READER essay
Heather and I had to learn a new language when we took our 6-month-old Calvin out of daycare. We had to discuss Calvin without seeing or talking to each other.
Call it Modern Parenting.
On paper, we both went down to part-time work to take on the full-time job of child care: Heather works 30 hours-plus as a nurse and builds her home business as a network marketing nutritionist; I teach, write, edit, tend bar and turn off lights that aren’t being used.
The hardest part hasn’t been money: it’s been communication.
I have a tendency to communicate in grunts and groans befitting a 1-year-old. Or a caveman. We needed a system we both could understand.
As with most parents, time together is as rare for us as a spotless kitchen. At least two days a week our time together consisted of a kiss in the car as we swapped roles. Going to work became a nice break. And at home the waking moments together were consumed by budgeting, scheduling and plans. A sample conversation:
“Calvin took his first step today.” Mom.
“Yeah, that’s fine, but which train stop am I picking you up at after the post office and the bank and the gas station before we swap?” Me.

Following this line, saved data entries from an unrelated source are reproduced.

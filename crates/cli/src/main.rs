// tiercheck - reconcile a membership roster against upgrade transactions

use std::path::Path;
use std::process::ExitCode;

use clap::Parser;

use tiercheck_cli::exit_codes::EXIT_SUCCESS;
use tiercheck_cli::{check, CliError};

/// Reconcile `members.csv` against `filtered_by_fee.csv` in the working
/// directory, writing `members_update.csv` and `wrong_levels.csv`.
#[derive(Parser)]
#[command(name = "tiercheck")]
#[command(version)]
#[command(about = "Check and correct membership tier levels from upgrade transactions")]
struct Cli {}

fn main() -> ExitCode {
    let _cli = Cli::parse();

    match check::run_in_dir(Path::new(".")) {
        Ok(report) => {
            check::print_report(&report);
            ExitCode::from(EXIT_SUCCESS)
        }
        Err(CliError { code, message, hint }) => {
            eprintln!("error: {message}");
            if let Some(hint) = hint {
                eprintln!("hint: {hint}");
            }
            ExitCode::from(code)
        }
    }
}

“Well, we need to get milk and wipes and Cheddar Bunnies…” Mom.
“Didn’t we just get those? Who left the bathroom light on?” Me.
“And we have to get the gift for someone’s shower this weekend…” Mom.
“He needs new shoes. He took his first what?” Me.
The obvious day-to-day happenings were getting lost in all the coordinating. We weren’t communicating what he was eating, how he was pooing and when he was napping. Without understanding the essential factors of child care we had no way to discern the growth and patterns of this creature that was our child.
Taking away something from daycare other than ear infections, we began using a chart.
The neat, one-page printout hangs from our increasingly cluttered non-stainless steel fridge. One part feeding, one part napping, one part excretion, the chart is segmented by the seven days of the week. It is the clearest indicator, aside from the Tupperware and the Cheerios on the floor, of what kind of day it was.
The chart helps us establish a routine. We can compare the correlation between napping and feeding times, the balance between the fluid intake and the solid intake and reference it in the frequent bouts of parental amnesia. It enables us to rely on a consistent form of communication and accountability, a frame of reference that narrows the extreme changes that can happen when I don’t see the boy for a day.
For the trial and error that is parenting, the charts give us something concrete to detect patterns. For instance, there were certain amounts of formula and food that guaranteed a peaceful house. For one month anyway.
The chart gives sitters more information and more confidence. When Calvin’s Busia sits, she can compare previous days to ascertain that his fourth poo of the shift is more annoying than it is abnormal. It’s also made doctor visits an interactive experience, instead of the drive-thru feeling we usually got. We use it—whether intentionally or not—to set goals:"He had one strawberry and half pancake on Monday, by Friday he’ll have¾ of a pancake, by Sunday prime rib.”
The silly notes, symbols and drawings that I add are a way for me to tell my wife I was thinking about her.
We’ll keep using the chart until Calvin learns our language and can tell us to stop worrying, that his daily intake has had plenty of iron.
Robert Duffer is a freelance writer who teaches creative writing at Columbia College Chicago. He lives in Chicago with son Calvin, now 16 months, and his wife Heather. They are expecting their second child.